BEGIN SOURCE MATERIAL

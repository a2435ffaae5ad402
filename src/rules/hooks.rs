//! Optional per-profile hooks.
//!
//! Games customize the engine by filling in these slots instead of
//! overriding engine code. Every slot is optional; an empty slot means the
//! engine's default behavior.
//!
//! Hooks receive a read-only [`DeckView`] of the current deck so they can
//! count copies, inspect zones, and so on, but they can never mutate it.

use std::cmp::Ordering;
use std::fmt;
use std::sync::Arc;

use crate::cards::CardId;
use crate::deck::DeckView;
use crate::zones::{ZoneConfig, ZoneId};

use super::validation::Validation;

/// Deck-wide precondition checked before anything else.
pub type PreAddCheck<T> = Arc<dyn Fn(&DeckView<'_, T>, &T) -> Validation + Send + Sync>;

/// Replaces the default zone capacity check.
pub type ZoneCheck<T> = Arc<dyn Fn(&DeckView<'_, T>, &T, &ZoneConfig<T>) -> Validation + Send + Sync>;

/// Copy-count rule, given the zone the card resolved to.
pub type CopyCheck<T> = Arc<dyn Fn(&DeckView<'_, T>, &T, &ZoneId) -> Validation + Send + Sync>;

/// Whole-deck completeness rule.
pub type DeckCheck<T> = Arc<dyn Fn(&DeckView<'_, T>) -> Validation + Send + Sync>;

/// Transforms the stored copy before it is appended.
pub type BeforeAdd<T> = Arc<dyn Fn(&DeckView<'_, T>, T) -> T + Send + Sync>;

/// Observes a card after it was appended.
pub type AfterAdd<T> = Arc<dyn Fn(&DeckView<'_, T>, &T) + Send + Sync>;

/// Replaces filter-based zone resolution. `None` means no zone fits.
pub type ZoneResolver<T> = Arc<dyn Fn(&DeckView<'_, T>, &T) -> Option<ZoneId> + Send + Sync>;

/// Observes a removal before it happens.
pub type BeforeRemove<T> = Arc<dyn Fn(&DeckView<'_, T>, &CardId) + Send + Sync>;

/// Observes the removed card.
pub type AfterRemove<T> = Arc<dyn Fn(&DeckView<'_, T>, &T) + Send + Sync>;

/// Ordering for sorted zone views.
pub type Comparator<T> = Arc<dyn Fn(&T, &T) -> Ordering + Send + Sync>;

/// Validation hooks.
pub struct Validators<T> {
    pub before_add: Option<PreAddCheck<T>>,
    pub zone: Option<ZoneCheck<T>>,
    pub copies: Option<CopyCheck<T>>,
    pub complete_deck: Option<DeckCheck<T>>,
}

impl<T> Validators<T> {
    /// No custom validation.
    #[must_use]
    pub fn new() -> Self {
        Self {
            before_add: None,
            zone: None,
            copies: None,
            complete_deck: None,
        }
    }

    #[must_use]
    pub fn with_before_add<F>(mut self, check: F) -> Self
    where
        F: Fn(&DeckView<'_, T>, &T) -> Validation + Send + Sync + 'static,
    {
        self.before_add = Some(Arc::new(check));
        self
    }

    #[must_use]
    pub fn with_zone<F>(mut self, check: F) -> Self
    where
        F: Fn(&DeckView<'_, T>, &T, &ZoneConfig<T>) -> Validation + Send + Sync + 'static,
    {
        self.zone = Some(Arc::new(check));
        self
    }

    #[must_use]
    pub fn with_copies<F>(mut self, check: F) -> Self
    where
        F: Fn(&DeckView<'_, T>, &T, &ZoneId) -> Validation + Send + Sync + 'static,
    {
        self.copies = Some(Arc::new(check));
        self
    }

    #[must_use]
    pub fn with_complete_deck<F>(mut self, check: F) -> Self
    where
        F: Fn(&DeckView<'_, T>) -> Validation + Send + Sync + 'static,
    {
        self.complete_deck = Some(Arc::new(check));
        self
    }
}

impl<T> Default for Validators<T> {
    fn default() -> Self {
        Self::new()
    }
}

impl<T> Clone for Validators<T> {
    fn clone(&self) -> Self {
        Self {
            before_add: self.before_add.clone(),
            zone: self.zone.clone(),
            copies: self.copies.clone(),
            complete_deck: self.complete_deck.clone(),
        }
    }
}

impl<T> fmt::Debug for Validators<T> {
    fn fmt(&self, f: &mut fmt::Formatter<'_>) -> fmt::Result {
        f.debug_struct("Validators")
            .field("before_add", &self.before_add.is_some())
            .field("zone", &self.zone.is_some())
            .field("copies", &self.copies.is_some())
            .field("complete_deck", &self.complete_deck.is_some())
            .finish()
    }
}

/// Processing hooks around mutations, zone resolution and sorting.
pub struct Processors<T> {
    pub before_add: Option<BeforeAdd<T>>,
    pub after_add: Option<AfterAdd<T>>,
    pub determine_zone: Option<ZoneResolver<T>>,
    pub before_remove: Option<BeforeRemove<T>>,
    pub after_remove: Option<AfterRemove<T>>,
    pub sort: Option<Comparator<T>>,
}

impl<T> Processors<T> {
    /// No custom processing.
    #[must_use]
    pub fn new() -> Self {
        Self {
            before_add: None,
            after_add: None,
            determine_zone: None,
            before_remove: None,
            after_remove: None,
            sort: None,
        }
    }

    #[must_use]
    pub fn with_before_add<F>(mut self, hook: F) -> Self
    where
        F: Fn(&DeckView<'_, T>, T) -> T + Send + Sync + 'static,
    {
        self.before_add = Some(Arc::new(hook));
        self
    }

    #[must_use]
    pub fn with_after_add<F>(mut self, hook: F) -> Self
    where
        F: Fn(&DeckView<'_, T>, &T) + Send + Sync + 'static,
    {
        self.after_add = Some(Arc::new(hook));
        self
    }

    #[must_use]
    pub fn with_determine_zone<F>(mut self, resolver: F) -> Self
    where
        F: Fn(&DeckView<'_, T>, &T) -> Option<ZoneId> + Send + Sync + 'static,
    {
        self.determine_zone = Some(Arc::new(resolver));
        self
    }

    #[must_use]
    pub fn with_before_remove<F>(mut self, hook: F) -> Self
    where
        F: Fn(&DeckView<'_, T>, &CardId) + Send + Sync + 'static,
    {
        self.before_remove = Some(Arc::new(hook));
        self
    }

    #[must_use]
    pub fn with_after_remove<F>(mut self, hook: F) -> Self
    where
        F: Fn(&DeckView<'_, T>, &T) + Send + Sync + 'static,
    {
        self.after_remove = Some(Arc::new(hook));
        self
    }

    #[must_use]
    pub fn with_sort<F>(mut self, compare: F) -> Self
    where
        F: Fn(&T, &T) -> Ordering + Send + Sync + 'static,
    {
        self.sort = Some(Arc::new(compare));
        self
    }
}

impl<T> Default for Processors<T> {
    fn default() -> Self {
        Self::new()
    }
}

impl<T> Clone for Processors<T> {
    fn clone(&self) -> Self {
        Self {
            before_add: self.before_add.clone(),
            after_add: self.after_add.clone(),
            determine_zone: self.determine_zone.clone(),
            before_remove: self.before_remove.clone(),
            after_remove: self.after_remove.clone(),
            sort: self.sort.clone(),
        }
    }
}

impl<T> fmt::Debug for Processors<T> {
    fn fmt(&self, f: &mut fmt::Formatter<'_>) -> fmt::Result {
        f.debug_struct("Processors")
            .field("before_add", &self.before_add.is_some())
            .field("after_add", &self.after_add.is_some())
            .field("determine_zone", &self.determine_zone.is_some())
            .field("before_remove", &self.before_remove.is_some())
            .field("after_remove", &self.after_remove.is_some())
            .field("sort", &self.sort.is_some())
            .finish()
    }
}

END SOURCE MATERIAL

WHAT THIS TASK INVOLVES ->
Copy out the data above word for word, starting at its first line and ending with the line that contains "card resolved to.".

SOLUTION FOR THIS PROBLEM ->
repository a2435ffaae5ad402
filename src/rules/hooks.rs
//! Optional per-profile hooks.
//!
//! Games customize the engine by filling in these slots instead of
//! overriding engine code. Every slot is optional; an empty slot means the
//! engine's default behavior.
//!
//! Hooks receive a read-only [`DeckView`] of the current deck so they can
//! count copies, inspect zones, and so on, but they can never mutate it.

use std::cmp::Ordering;
use std::fmt;
use std::sync::Arc;

use crate::cards::CardId;
use crate::deck::DeckView;
use crate::zones::{ZoneConfig, ZoneId};

use super::validation::Validation;

/// Deck-wide precondition checked before anything else.
pub type PreAddCheck<T> = Arc<dyn Fn(&DeckView<'_, T>, &T) -> Validation + Send + Sync>;

/// Replaces the default zone capacity check.
pub type ZoneCheck<T> = Arc<dyn Fn(&DeckView<'_, T>, &T, &ZoneConfig<T>) -> Validation + Send + Sync>;

/// Copy-count rule, given the zone the card resolved to.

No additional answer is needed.